# Task goal
Each line of the data below that carries the word "Uninitialized" needs to be copied.
──────── Information
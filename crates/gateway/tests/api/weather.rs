use darkest_hour_core::Coordinate;
use observer::FetchError;

use crate::helpers::{clear_night_forecast, get, send, spawn_app, MockForecasts, MockPlaces};

#[tokio::test]
async fn weather_returns_derived_conditions() {
    let mut forecasts = MockForecasts::new();
    forecasts
        .expect_fetch()
        .withf(|coord| *coord == Coordinate::new(-111.65, 35.2))
        .times(1)
        .returning(|_| Ok(clear_night_forecast()));

    let test_app = spawn_app(forecasts, MockPlaces::new(), false);
    let (status, body) = send(&test_app, get("/api/weather?lat=35.2&lng=-111.65")).await;

    assert_eq!(status, 200);
    assert_eq!(body["temperature"], 12.0);
    assert_eq!(body["cloudCover"], 5);
    assert_eq!(body["visibility"], 24140.0);
    assert_eq!(body["humidity"], 60);
    assert_eq!(body["dewPoint"], 4.0);
    assert_eq!(body["isDay"], true);

    let astronomy = &body["astronomy"];
    assert_eq!(astronomy["seeing"], "Excellent");
    assert_eq!(astronomy["transparency"], "Average");
    assert_eq!(astronomy["jetStreamSpeed"], 40.0);
    let phase = astronomy["moonPhase"].as_f64().unwrap();
    assert!((0.0..1.0).contains(&phase));
}

#[tokio::test]
async fn weather_requires_both_parameters() {
    let mut forecasts = MockForecasts::new();
    forecasts.expect_fetch().times(0);

    let test_app = spawn_app(forecasts, MockPlaces::new(), false);
    for uri in ["/api/weather", "/api/weather?lat=35.2", "/api/weather?lng=1&lat="] {
        let (status, body) = send(&test_app, get(uri)).await;
        assert_eq!(status, 400, "{}", uri);
        assert_eq!(body["error"], "Missing lat or lng parameters");
    }
}

#[tokio::test]
async fn weather_rejects_unparseable_or_out_of_range() {
    let mut forecasts = MockForecasts::new();
    forecasts.expect_fetch().times(0);

    let test_app = spawn_app(forecasts, MockPlaces::new(), false);
    for uri in [
        "/api/weather?lat=north&lng=10",
        "/api/weather?lat=91&lng=10",
        "/api/weather?lat=10&lng=-180.5",
    ] {
        let (status, body) = send(&test_app, get(uri)).await;
        assert_eq!(status, 400, "{}", uri);
        assert_eq!(body["error"], "Invalid lat or lng parameters");
    }
}

#[tokio::test]
async fn weather_reports_upstream_failure() {
    let mut forecasts = MockForecasts::new();
    forecasts
        .expect_fetch()
        .times(1)
        .returning(|_| Err(FetchError::Upstream("503 Service Unavailable".to_string())));

    let test_app = spawn_app(forecasts, MockPlaces::new(), false);
    let (status, body) = send(&test_app, get("/api/weather?lat=0&lng=0")).await;

    assert_eq!(status, 500);
    assert_eq!(body["error"], "Failed to fetch weather data");
}
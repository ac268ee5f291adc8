//! Darkest Hour Core Library
//!
//! Shared pieces for the observer and gateway services:
//! - Configuration loading (XDG-compliant)
//! - The `Coordinate` value type
//! - Default timings and endpoints

mod config;
mod coordinate;

pub use config::{find_config_file, load_config, parse_config, ConfigSource};
pub use coordinate::Coordinate;

/// Application name used for XDG paths
pub const APP_NAME: &str = "darkest-hour";

/// Default gateway port
pub const DEFAULT_GATEWAY_PORT: u16 = 9810;

/// Quiet window before conditions are refetched after the map settles
pub const DEFAULT_REFRESH_DEBOUNCE_MS: u64 = 1000;

/// Quiet window before a typed search query is sent
pub const DEFAULT_SEARCH_DEBOUNCE_MS: u64 = 300;

/// Animated move duration, also the settle fallback timeout
pub const DEFAULT_FLY_DURATION_MS: u64 = 2000;

pub const DEFAULT_FORECAST_URL: &str = "https://api.open-meteo.com/v1/forecast";
pub const DEFAULT_SEARCH_URL: &str = "https://nominatim.openstreetmap.org/search";

/// Map center before any location is known, matching the basemap's initial view
pub const DEFAULT_MAP_CENTER: Coordinate = Coordinate::new(0.0, 20.0);
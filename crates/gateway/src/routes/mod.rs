pub mod geo;
pub mod search;
pub mod weather;

pub use geo::*;
pub use search::*;
pub use weather::*;

use axum::{http::StatusCode, Json};
use serde::Serialize;

/// JSON body of every non-2xx response
#[derive(Debug, Serialize)]
pub struct ErrorBody {
    pub error: String,
}

pub type ApiError = (StatusCode, Json<ErrorBody>);

pub fn api_error(status: StatusCode, message: impl Into<String>) -> ApiError {
    (
        status,
        Json(ErrorBody {
            error: message.into(),
        }),
    )
}
//! Viewport synchronization
//!
//! [`ViewportMachine`] is the transition table: it consumes one
//! [`ViewportEvent`] at a time and returns the [`Effect`]s to perform.
//! [`ViewportController`] is the single task that owns the machine, feeds
//! it from an event queue and carries out effects (timers, fetches, map
//! commands). Presentation code holds a [`ViewportHandle`].

mod controller;
mod machine;

pub use controller::*;
pub use machine::*;

use std::time::Duration;

use darkest_hour_core::Coordinate;

use crate::ObservingConditions;

/// The map widget as seen by the controller
pub trait MapView: Send + Sync {
    /// Start an animated move; returns immediately. Implementations may
    /// skip the `moveEnd` notification for programmatic moves.
    fn move_to(&self, center: Coordinate, duration: Duration);

    /// Center the map is showing right now
    fn center(&self) -> Coordinate;
}

#[derive(Debug, Clone, Copy, PartialEq, Eq)]
pub enum Phase {
    Uninitialized,
    AutoLocating,
    Flying,
    Settled,
    /// Torn down, every further event and response is dropped
    Terminated,
}

/// Everything the presentation layer needs about the viewport
#[derive(Debug, Clone, PartialEq)]
pub struct ViewportState {
    pub phase: Phase,
    pub settled_center: Option<Coordinate>,
    /// Target of the move in flight
    pub pending_target: Option<Coordinate>,
    pub conditions: Option<ObservingConditions>,
    pub conditions_loading: bool,
    /// Bumped for every issued fetch; a response only lands if its epoch is current
    pub request_epoch: u64,
}

impl Default for ViewportState {
    fn default() -> Self {
        Self {
            phase: Phase::Uninitialized,
            settled_center: None,
            pending_target: None,
            conditions: None,
            conditions_loading: false,
            request_epoch: 0,
        }
    }
}

impl ViewportState {
    /// Settled with a conditions refresh in flight
    pub fn is_refreshing(&self) -> bool {
        self.phase == Phase::Settled && self.conditions_loading
    }
}
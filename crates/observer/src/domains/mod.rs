mod conditions;
mod forecast;
mod places;

pub use conditions::*;
pub use forecast::*;
pub use places::*;
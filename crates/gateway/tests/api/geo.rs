use axum::{body::Body, http::Request};
use hyper::{header, Method};
use tower::ServiceExt;

use crate::helpers::{get, send, spawn_app, MockForecasts, MockPlaces};

#[tokio::test]
async fn geo_reads_proxy_headers() {
    let test_app = spawn_app(MockForecasts::new(), MockPlaces::new(), false);
    let request = Request::builder()
        .method(Method::GET)
        .uri("/api/geo")
        .header("x-vercel-ip-country", "US")
        .header("x-vercel-ip-country-region", "AZ")
        .header("x-vercel-ip-city", "Flagstaff")
        .header("x-vercel-ip-latitude", "35.1983")
        .header("x-vercel-ip-longitude", "-111.6513")
        .header("x-vercel-ip-timezone", "America/Phoenix")
        .body(Body::empty())
        .unwrap();

    let (status, body) = send(&test_app, request).await;

    assert_eq!(status, 200);
    assert_eq!(body["country"], "US");
    assert_eq!(body["region"], "AZ");
    assert_eq!(body["city"], "Flagstaff");
    assert_eq!(body["latitude"], "35.1983");
    assert_eq!(body["longitude"], "-111.6513");
    assert_eq!(body["timezone"], "America/Phoenix");
    assert!(body["flag"].is_null());
}

#[tokio::test]
async fn geo_without_headers_is_unknown() {
    let test_app = spawn_app(MockForecasts::new(), MockPlaces::new(), false);
    let (status, body) = send(&test_app, get("/api/geo")).await;

    assert_eq!(status, 200);
    assert_eq!(body["country"], "Unknown");
    assert_eq!(body["region"], "Unknown");
    assert_eq!(body["city"], "Unknown");
    assert!(body["latitude"].is_null());
    assert!(body["longitude"].is_null());
}

#[tokio::test]
async fn geo_development_location() {
    let test_app = spawn_app(MockForecasts::new(), MockPlaces::new(), true);
    let request = Request::builder()
        .method(Method::GET)
        .uri("/api/geo")
        .header("x-vercel-ip-city", "Flagstaff")
        .body(Body::empty())
        .unwrap();

    let (status, body) = send(&test_app, request).await;

    assert_eq!(status, 200);
    assert_eq!(body["country"], "United States");
    assert_eq!(body["region"], "CA");
    assert_eq!(body["city"], "San Francisco");
    assert_eq!(body["latitude"], "37.7749");
    assert_eq!(body["longitude"], "-122.4194");
    assert_eq!(body["timezone"], "America/Los_Angeles");
    assert_eq!(body["flag"], "🇺🇸");
}

#[tokio::test]
async fn cors_allows_any_origin() {
    let test_app = spawn_app(MockForecasts::new(), MockPlaces::new(), true);
    let request = Request::builder()
        .method(Method::OPTIONS)
        .uri("/api/geo")
        .header(header::ORIGIN, "https://example.org")
        .header(header::ACCESS_CONTROL_REQUEST_METHOD, "GET")
        .body(Body::empty())
        .unwrap();

    let response = test_app
        .app
        .clone()
        .oneshot(request)
        .await
        .expect("Failed to execute request.");

    assert!(response.status().is_success());
    assert_eq!(
        response.headers()[header::ACCESS_CONTROL_ALLOW_ORIGIN],
        "*"
    );
}

#[tokio::test]
async fn unknown_route_is_not_found() {
    let test_app = spawn_app(MockForecasts::new(), MockPlaces::new(), false);
    let (status, _) = send(&test_app, get("/api/nope")).await;
    assert_eq!(status, 404);
}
────────────────
# Written solution
    Uninitialized,
            phase: Phase::Uninitialized,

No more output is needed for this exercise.